# Diffusion Transformer

## Libraries

In [None]:
import os
import gc
import math
import numpy as np
from pathlib import Path
from itertools import cycle

import torch
import torch.nn as nn
import torch.nn.functional as F
import torchvision.utils as vutils
from torch.optim import Adam
from torch.optim.lr_scheduler import CosineAnnealingLR
from torch.utils.data import DataLoader
from accelerate import Accelerator
from tqdm.auto import tqdm
from einops import rearrange

import matplotlib.pyplot as plt

: 

## Data preprocess

In [None]:
class CustomDataset(Dataset):
    def __init__(self, filename, image_size):
        self.sprites = np.load(filename)
        print(f"sprite shape: {self.sprites.shape}")
        self.transform = transforms.Compose([
            # T.Resize(image_size),
            transforms.RandomHorizontalFlip(p=0.5),
            transforms.RandomResizedCrop(image_size, scale=(0.9, 1.0)),
            transforms.ColorJitter(0.1, 0.1, 0.1, 0.05),
            transforms.ToTensor(), # from [0, 255] to range [0.0,1.0]
            transforms.Normalize((0.5,), (0.5,)) # range [-1,1]
        ])
        self.image_size = image_size
        self.sprites_shape = self.sprites.shape
                
    # Return the number of images in the dataset
    def __len__(self):
        return len(self.sprites)
    
    # Get the image and label at a given index
    def __getitem__(self, idx):
        # Return the image and label as a tuple
        if self.transform:
            image = self.transform(self.sprites[idx])
        return (image)

## Noise Generation

In [None]:
def linear_beta_schedule(timesteps):
    """
    linear schedule, proposed in original paper
    """
    scale = 1000 / timesteps
    beta_start = scale * 0.0001
    beta_end = scale * 0.02
    return torch.linspace(beta_start, beta_end, timesteps, dtype = torch.float64)
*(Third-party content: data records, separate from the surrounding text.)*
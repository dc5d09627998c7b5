//! HTTP API server for the bridge

pub mod health;
pub mod qr;
pub mod webhook;

use std::sync::Arc;

use axum::Router;
use tokio::net::TcpListener;
use tower_http::cors::{Any, CorsLayer};
use tower_http::trace::TraceLayer;

use crate::Result;
use crate::config::DEFAULT_WEBHOOK_PATH;
use crate::inbound::WebhookForwarder;
use crate::messaging::{BulkDispatcher, MediaLoader, OutboundDispatcher};
use crate::session::{ClientSession, SharedSessionState};

/// Shared state for API handlers
#[derive(Clone)]
pub struct ApiState {
    pub dispatcher: OutboundDispatcher,
    pub bulk: BulkDispatcher,
    /// Pending pairing code
    pub session_state: SharedSessionState,
    /// Used for `message:sent` notifications
    pub forwarder: WebhookForwarder,
    pub verify_token: String,
    pub forward_sent_events: bool,
}

/// Configuration for building an API server
pub struct ApiServerBuilder {
    session: Arc<dyn ClientSession>,
    session_state: SharedSessionState,
    port: u16,
    webhook_path: String,
    verify_token: String,
    forwarder: WebhookForwarder,
    forward_sent_events: bool,
    media_loader: MediaLoader,
}

impl ApiServerBuilder {
    /// Create a new API server builder
    #[must_use]
    pub fn new(session: Arc<dyn ClientSession>, session_state: SharedSessionState, port: u16) -> Self {
        Self {
            session,
            session_state,
            port,
            webhook_path: DEFAULT_WEBHOOK_PATH.to_string(),
            verify_token: crate::config::DEFAULT_VERIFY_TOKEN.to_string(),
            forwarder: WebhookForwarder::disabled(),
            forward_sent_events: false,
            media_loader: MediaLoader::default(),
        }
    }

    /// Set the path of the send/verify route
    #[must_use]
    pub fn webhook_path(mut self, path: impl Into<String>) -> Self {
        self.webhook_path = path.into();
        self
    }

    /// Set the token expected by the verification handshake
    #[must_use]
    pub fn verify_token(mut self, token: impl Into<String>) -> Self {
        self.verify_token = token.into();
        self
    }

    /// Set the forwarder used for `message:sent` notifications
    #[must_use]
    pub fn forwarder(mut self, forwarder: WebhookForwarder) -> Self {
        self.forwarder = forwarder;
        self
    }

    /// Forward a notification after every single send
    #[must_use]
    pub const fn forward_sent_events(mut self, enabled: bool) -> Self {
        self.forward_sent_events = enabled;
        self
    }

    /// Set the loader for outbound media
    #[must_use]
    pub fn media_loader(mut self, loader: MediaLoader) -> Self {
        self.media_loader = loader;
        self
    }

    /// Build the API server
    #[must_use]
    pub fn build(self) -> ApiServer {
        let dispatcher = OutboundDispatcher::new(self.session).with_loader(self.media_loader);

        let state = Arc::new(ApiState {
            bulk: BulkDispatcher::new(dispatcher.clone()),
            dispatcher,
            session_state: self.session_state,
            forwarder: self.forwarder,
            verify_token: self.verify_token,
            forward_sent_events: self.forward_sent_events,
        });

        ApiServer {
            state,
            port: self.port,
            webhook_path: self.webhook_path,
        }
    }
}

/// API server
pub struct ApiServer {
    state: Arc<ApiState>,
    port: u16,
    webhook_path: String,
}

impl ApiServer {
    /// Build the router with all routes
    pub fn router(&self) -> Router {
        let router = Router::new()
            .merge(webhook::router(self.state.clone(), &self.webhook_path))
            .merge(qr::router(self.state.clone()))
            .merge(health::router(self.state.clone()));

        // CORS layer for cross-origin callers
        let cors = CorsLayer::new()
            .allow_origin(Any)
            .allow_methods(Any)
            .allow_headers(Any);

        router.layer(cors).layer(TraceLayer::new_for_http())
    }

    /// Run the API server
    ///
    /// # Errors
    ///
    /// Returns error if server fails to bind or run
    pub async fn run(self) -> Result<()> {
        let addr = format!("0.0.0.0:{}", self.port);
        let listener = TcpListener::bind(&addr)
            .await
            .map_err(|e| crate::Error::Config(format!("failed to bind API server: {e}")))?;

        tracing::info!(port = self.port, webhook_path = %self.webhook_path, "API server listening");

        axum::serve(listener, self.router())
            .await
            .map_err(|e| crate::Error::Config(format!("API server error: {e}")))?;

        Ok(())
    }

    /// Run the API server in a background task
    #[must_use]
    pub fn spawn(self) -> tokio::task::JoinHandle<Result<()>> {
        tokio::spawn(async move { self.run().await })
    }
}
//! Inbound event handling
//!
//! Session events arrive on a bounded channel and are consumed by a single
//! loop. Lifecycle events update [`SessionState`]; received messages are
//! normalized and forwarded to the configured webhook.

mod forward;
mod links;
mod normalize;
mod raw;

use std::sync::Arc;

use tokio::sync::mpsc;

pub use forward::WebhookForwarder;
pub use links::detect_links;
pub use normalize::{
    AckEvent, ChatInfo, InboundEvent, InboundMedia, InboundNormalizer, MAX_INBOUND_MEDIA_BYTES,
};
pub use raw::RawMessage;

use crate::session::{ClientSession, MediaFetcher, PlatformEvent, SessionState};

/// Capacity of the inbound event channel
pub const EVENT_CHANNEL_CAPACITY: usize = 100;

/// Create the inbound event channel
#[must_use]
pub fn event_channel() -> (mpsc::Sender<PlatformEvent>, mpsc::Receiver<PlatformEvent>) {
    mpsc::channel(EVENT_CHANNEL_CAPACITY)
}

/// Consume session events until every sender is dropped
///
/// Events are handled one at a time in arrival order. Forwarding is
/// detached, so a slow webhook never holds up the next event.
pub async fn run_event_loop(
    mut rx: mpsc::Receiver<PlatformEvent>,
    session: Arc<dyn ClientSession>,
    state: Arc<SessionState>,
    forwarder: WebhookForwarder,
) {
    let normalizer = InboundNormalizer::default();
    let fetcher: &dyn MediaFetcher = &*session;

    while let Some(event) = rx.recv().await {
        tracing::trace!(event = event.name(), "session event");

        if state.apply(&event) {
            continue;
        }

        match event {
            PlatformEvent::Message(raw) => {
                let normalized = normalizer.normalize(&raw, Some(fetcher)).await;
                tracing::info!(
                    message_id = %normalized.message_id,
                    from = %normalized.from_number,
                    kind = %normalized.content_type,
                    has_media = normalized.has_media,
                    "message received"
                );
                forwarder.forward_detached(normalized);
            }
            PlatformEvent::MessageAck { message, ack } => {
                tracing::debug!(message_id = %message.id, ack, "delivery state changed");
                forwarder.forward_detached(AckEvent::new(&message, ack));
            }
            PlatformEvent::MessageCreate(raw) => {
                tracing::debug!(message_id = %raw.id, from_me = raw.from_me, "message created");
            }
            PlatformEvent::GroupJoin(notification) => {
                tracing::info!(?notification, "group join");
            }
            // Lifecycle events were consumed by `SessionState::apply`
            _ => {}
        }
    }

    tracing::debug!("session event stream closed");
}
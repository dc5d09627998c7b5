//! Session lifecycle state shared with the dispatch layer

use std::sync::atomic::{AtomicBool, Ordering};
use std::sync::{Arc, PoisonError, RwLock};

use super::PlatformEvent;

/// Shared handle to [`SessionState`]
pub type SharedSessionState = Arc<SessionState>;

/// Ready flag and pending pairing code
///
/// Written only from lifecycle events; readers never wait on writers.
#[derive(Debug, Default)]
pub struct SessionState {
    ready: AtomicBool,
    qr: RwLock<Option<String>>,
}

impl SessionState {
    /// Create a shared state handle, initially not ready
    #[must_use]
    pub fn shared() -> SharedSessionState {
        Arc::new(Self::default())
    }

    /// Whether the session is ready to send
    pub fn is_ready(&self) -> bool {
        self.ready.load(Ordering::Acquire)
    }

    /// The QR payload waiting to be scanned, if any
    pub fn pending_qr(&self) -> Option<String> {
        self.qr
            .read()
            .unwrap_or_else(PoisonError::into_inner)
            .clone()
    }

    /// Apply a lifecycle event; message events are ignored
    ///
    /// Returns `true` if the event changed lifecycle state.
    pub fn apply(&self, event: &PlatformEvent) -> bool {
        match event {
            PlatformEvent::Qr { code } => {
                tracing::info!("pairing code issued, scan via GET /qr");
                self.set_qr(Some(code.clone()));
                true
            }
            PlatformEvent::Authenticated => {
                tracing::info!("session authenticated");
                true
            }
            PlatformEvent::Ready => {
                tracing::info!("session ready");
                self.ready.store(true, Ordering::Release);
                self.set_qr(None);
                true
            }
            PlatformEvent::AuthFailure { message } => {
                tracing::error!(%message, "session authentication failure");
                self.ready.store(false, Ordering::Release);
                true
            }
            PlatformEvent::Disconnected { reason } => {
                tracing::warn!(reason = reason.as_deref().unwrap_or("unknown"), "session disconnected");
                self.ready.store(false, Ordering::Release);
                true
            }
            PlatformEvent::Message(_)
            | PlatformEvent::MessageCreate(_)
            | PlatformEvent::MessageAck { .. }
            | PlatformEvent::GroupJoin(_) => false,
        }
    }

    /// Seed state from a status probe
    pub fn seed(&self, ready: bool, qr: Option<String>) {
        self.ready.store(ready, Ordering::Release);
        self.set_qr(if ready { None } else { qr });
    }

    fn set_qr(&self, qr: Option<String>) {
        *self.qr.write().unwrap_or_else(PoisonError::into_inner) = qr;
    }
}
//! Error types for the bridge

use thiserror::Error;

/// Result type alias for bridge operations
pub type Result<T> = std::result::Result<T, Error>;

/// Errors that can occur in the bridge
#[derive(Debug, Error)]
pub enum Error {
    /// Configuration error
    #[error("configuration error: {0}")]
    Config(String),

    /// Session not yet authenticated; retry later
    #[error("WhatsApp client not ready")]
    ClientNotReady,

    /// Missing or malformed request fields
    #[error("validation error: {0}")]
    Validation(String),

    /// Media resource could not be read or fetched
    #[error("media unavailable: {0}")]
    MediaUnavailable(String),

    /// Opaque failure reported by the session transport
    #[error("{0}")]
    Send(String),

    /// Webhook forwarding failed
    #[error("forward error: {0}")]
    Forward(String),

    /// Session sidecar error
    #[error("session error: {0}")]
    Session(String),

    /// IO error
    #[error("io error: {0}")]
    Io(#[from] std::io::Error),

    /// HTTP error
    #[error("http error: {0}")]
    Http(#[from] reqwest::Error),

    /// Serialization error
    #[error("serialization error: {0}")]
    Serialization(#[from] serde_json::Error),

    /// TOML parsing error
    #[error("toml error: {0}")]
    Toml(#[from] toml::de::Error),
}

impl Error {
    /// Whether the caller may retry the same request later without changes
    #[must_use]
    pub const fn is_retryable(&self) -> bool {
        matches!(self, Self::ClientNotReady | Self::Session(_) | Self::Http(_))
    }
}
# e.g. from Nichol & Dhariwal’s “improved DDPM”:
def cosine_beta_schedule(timesteps, s=0.008):
    steps = timesteps + 1
    x = torch.linspace(0, timesteps, steps)
    alphas_cumprod = torch.cos(((x / timesteps) + s) / (1 + s) * math.pi * 0.5) ** 2
    alphas_cumprod = alphas_cumprod / alphas_cumprod[0]
    betas = 1 - (alphas_cumprod[1:] / alphas_cumprod[:-1])
    return betas.clamp(max=0.999)

def extract(a, t, x_shape):
    b, *_ = t.shape
    out = a.gather(-1, t)
    return out.reshape(b, *((1,) * (len(x_shape) - 1)))

## network modules

In [None]:
class PatchEmbedding(nn.Module):
    def __init__(self, in_channels=3, patch_size=8, emb_dim=512, img_size=64):
        super().__init__()
        self.patch_size = patch_size
        self.emb_dim = emb_dim
        self.img_size = img_size
        self.proj = nn.Conv2d(in_channels, emb_dim, kernel_size=patch_size, stride=patch_size)
        self.pos_embedding = nn.Parameter(torch.randn((img_size // patch_size)**2, emb_dim))

    def forward(self, x):
        x = self.proj(x)  # [B, emb_dim, H/patch, W/patch]
        x = rearrange(x, 'b c h w -> b (h w) c')
        return x + self.pos_embedding

class SinusoidalPosEmb(nn.Module):
    def __init__(self, dim):
        super().__init__()
        self.dim = dim

    def forward(self, t):
        device = t.device
        half_dim = self.dim // 2
        emb = torch.exp(
            torch.arange(half_dim, device=device) * -(math.log(10000) / (half_dim - 1))
        )
        emb = t[:, None] * emb[None, :]
        emb = torch.cat((emb.sin(), emb.cos()), dim=-1)
        return emb  # [B, dim]

class TransformerBackbone(nn.Module):
    def __init__(self, in_channels=3, img_size=64, patch_size=8, emb_dim=512, depth=6, num_heads=8, time_emb_dim=128):
        super().__init__()
        self.embed = PatchEmbedding(in_channels, patch_size, emb_dim, img_size)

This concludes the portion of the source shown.